Background: The 5-year survival of colorectal cancer (CRC) has had no obvious improvement during the past decades, although a significant progress in treatments has been established. The molecular mechanisms that drive the progression of CRC are still unclear. This study aims to determine the biological activities of linc01615 and its regulatory microRNAs in CRC cells. Methods: The expression of linc016150 and miR-491-5p was measured in six CRC cell lines and one normal colon mucosal epithelial cell line. Their effects on cell proliferation, apoptosis, invasion, and migration were tested in Caco-2 cells. Results: Linc01615 mRNA expression was upregulated in six colorectal cancer cell lines compared to the normal colon mucosal epithelial cell line, which was negatively regulated by miR-491-5p in Caco-2 cells.

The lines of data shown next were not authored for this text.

use std::collections::BTreeSet;
use std::path::PathBuf;
use std::time::Duration;

use chrono::{DateTime, FixedOffset, NaiveDate, NaiveTime};

use crate::api::RetryPolicy;
use crate::report::WriteMode;
use crate::window::{TimeWindow, parse_timestamp};
use crate::{GitlabStatsError, Result};

use super::InstanceConfig;

pub const DEFAULT_OUTPUT_DIR: &str = "out";
pub const DEFAULT_REQUEST_TIMEOUT_SECS: u64 = 30;
pub const DEFAULT_MAX_RETRIES: u32 = 3;
const RETRY_BASE_DELAY: Duration = Duration::from_secs(2);

/// How the statistics window was configured. Drives the output file name.
#[derive(Debug, Clone, PartialEq, Eq)]
pub enum StatsPeriod {
    Year(i32),
    Range { from: String, to: String },
}

/// Fully resolved settings for one run. Built once, then only read.
#[derive(Debug, Clone)]
pub struct RunConfig {
    pub instance: String,
    pub url_root: String,
    pub token: String,
    pub include_path: String,
    pub exclude_path: String,
    pub commit_stats_exclude_groups: BTreeSet<String>,
    pub commit_stats_exclude_projects: BTreeSet<String>,
    pub period: StatsPeriod,
    pub window: TimeWindow,
    pub resume_from_project_id: u64,
    pub output_dir: PathBuf,
    pub request_timeout: Duration,
    pub retry: RetryPolicy,
}

/// Check if a string is an http(s) URL.
#[must_use]
pub fn is_http_url(s: &str) -> bool {
    s.starts_with("http://") || s.starts_with("https://")
}

/// Parse a configured bound. A bare `YYYY-MM-DD` means the start of that day
/// (for `from`) or its last second (for `to`), in UTC.
fn parse_bound(field: &str, value: &str, end_of_day: bool) -> Result<DateTime<FixedOffset>> {
    if let Ok(date) = NaiveDate::parse_from_str(value.trim(), "%Y-%m-%d") {
        let time = if end_of_day {
            NaiveTime::from_hms_opt(23, 59, 59)
        } else {
            NaiveTime::from_hms_opt(0, 0, 0)
        };
        if let Some(time) = time {
            return Ok(date.and_time(time).and_utc().fixed_offset());
        }
    }
    parse_timestamp(value).map_err(|e| GitlabStatsError::Config(format!("Invalid {field}: {e}")))
}

fn year_window(year: i32) -> Result<TimeWindow> {
    let from = parse_timestamp(&format!("{year:04}-01-01T00:00:00Z"))
        .map_err(|e| GitlabStatsError::Config(format!("Invalid stats_year {year}: {e}")))?;
    let to = parse_timestamp(&format!("{year:04}-12-31T23:59:59Z"))
        .map_err(|e| GitlabStatsError::Config(format!("Invalid stats_year {year}: {e}")))?;
    TimeWindow::new(from, to)
}

fn required<'a>(instance: &str, field: &str, value: Option<&'a String>) -> Result<&'a str> {
    value
        .map(|v| v.trim())
        .filter(|v| !v.is_empty())
        .ok_or_else(|| {
            GitlabStatsError::Config(format!("Instance '{instance}' is missing '{field}'"))
        })
}

impl RunConfig {
    /// Resolve raw instance settings into a run configuration.
    ///
    /// `env_token` is used when the instance has no `token` of its own.
    ///
    /// # Errors
    /// Returns a configuration error for a missing URL or token, an invalid or
    /// inverted date range, or a missing period.
    pub fn resolve(instance: &str, raw: &InstanceConfig, env_token: Option<String>) -> Result<Self> {
        let url_root = required(instance, "url_root", raw.url_root.as_ref())?;
        if !is_http_url(url_root) {
            return Err(GitlabStatsError::Config(format!(
                "Instance '{instance}': url_root must start with http:// or https://, got '{url_root}'"
            )));
        }

        let token = raw
            .token
            .clone()
            .filter(|t| !t.trim().is_empty())
            .or(env_token)
            .ok_or_else(|| {
                GitlabStatsError::Config(format!(
                    "Instance '{instance}' has no token and GITLAB_TOKEN is not set"
                ))
            })?;

        let (period, window) = match raw.stats_year {
            Some(year) if year > 0 => (StatsPeriod::Year(year), year_window(year)?),
            _ => {
                let from = required(instance, "stats_from", raw.stats_from.as_ref())?;
                let to = required(instance, "stats_to", raw.stats_to.as_ref())?;
                let window = TimeWindow::new(
                    parse_bound("stats_from", from, false)?,
                    parse_bound("stats_to", to, true)?,
                )?;
                let period = StatsPeriod::Range {
                    from: from.to_string(),
                    to: to.to_string(),
                };
                (period, window)
            }
        };

        Ok(Self {
            instance: instance.to_string(),
            url_root: url_root.trim_end_matches('/').to_string(),
            token,
            include_path: raw.include_path.clone().unwrap_or_default(),
            exclude_path: raw.exclude_path.clone().unwrap_or_default(),
            commit_stats_exclude_groups: raw
                .commit_stats_exclude_groups
                .iter()
                .flatten()
                .cloned()
                .collect(),
            commit_stats_exclude_projects: raw
                .commit_stats_exclude_projects
                .iter()
                .flatten()
                .cloned()
                .collect(),
            period,
            window,
            resume_from_project_id: raw.from_project_id.unwrap_or(0),
            output_dir: raw
                .output_dir
                .clone()
                .unwrap_or_else(|| PathBuf::from(DEFAULT_OUTPUT_DIR)),
            request_timeout: Duration::from_secs(
                raw.request_timeout_secs
                    .unwrap_or(DEFAULT_REQUEST_TIMEOUT_SECS),
            ),
            retry: RetryPolicy {
                max_retries: raw.max_retries.unwrap_or(DEFAULT_MAX_RETRIES),
                base_delay: RETRY_BASE_DELAY,
            },
        })
    }

    #[must_use]
    pub const fn is_resume(&self) -> bool {
        self.resume_from_project_id > 0
    }

    #[must_use]
    pub const fn write_mode(&self) -> WriteMode {
        if self.is_resume() {
            WriteMode::Append
        } else {
            WriteMode::Truncate
        }
    }

    /// `gitlab-stats-<instance>-<year>.csv` or
    /// `gitlab-stats-<instance>-from-<from>-to-<to>.csv`.
    #[must_use]
    pub fn output_file_name(&self) -> String {
        match &self.period {
            StatsPeriod::Year(year) => format!("gitlab-stats-{}-{year}.csv", self.instance),
            StatsPeriod::Range { from, to } => {
                format!("gitlab-stats-{}-from-{from}-to-{to}.csv", self.instance)
            }
        }
    }

    #[must_use]
    pub fn output_path(&self) -> PathBuf {
        self.output_dir.join(self.output_file_name())
    }

    /// Whether line stats are fetched for commits of this project, and if not,
    /// which exclusion list says so.
    #[must_use]
    pub fn line_stats_exclusion(
        &self,
        project_path: &str,
        group_path: &str,
    ) -> Option<LineStatsExclusion> {
        if self.commit_stats_exclude_groups.contains(group_path) {
            Some(LineStatsExclusion::Group(group_path.to_string()))
        } else if self.commit_stats_exclude_projects.contains(project_path) {
            Some(LineStatsExclusion::Project(project_path.to_string()))
        } else {
            None
        }
    }
}

/// Reason commits of a project are counted without fetching line stats.
#[derive(Debug, Clone, PartialEq, Eq)]
pub enum LineStatsExclusion {
    Group(String),
    Project(String),
}

impl std::fmt::Display for LineStatsExclusion {
    fn fmt(&self, f: &mut std::fmt::Formatter<'_>) -> std::fmt::Result {
        match self {
            Self::Group(path) => write!(f, "group {path} is on the commit stats exclusion list"),
            Self::Project(path) => {
                write!(f, "project {path} is on the commit stats exclusion list")
            }
        }
    }
}

#[cfg(test)]
#[path = "resolve_tests.rs"]
mod tests;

Silencing of linc01615 gene expression significantly decreased cell proliferation, increased apoptosis, and inhibited invasion and migration in Caco-2 cells. Overexpression of linc01615 exhibited an opposite effect on silencing of linc01615 expression. Transfection with miR-491-5p mimics downregulated linc01615 expression and inhibited the biological activities of linc01615. In contrast, the inhibitor of mi R-491-5p up-regulated linc01615 expression and subsequently enhanced the biological activities of linco1615. Also, overexpression of linc01615 can block the effects of miR-491-5p mimics in Caco-2 cells. Conclusions: Linc01615 functions as an oncogene while mi R-491-5p functions as a tumor suppressor in colorectal cancer cells through negatively regulating each other; both are involved in cell proliferation, apoptosis, invasion, and migration in colorectal cancer cells.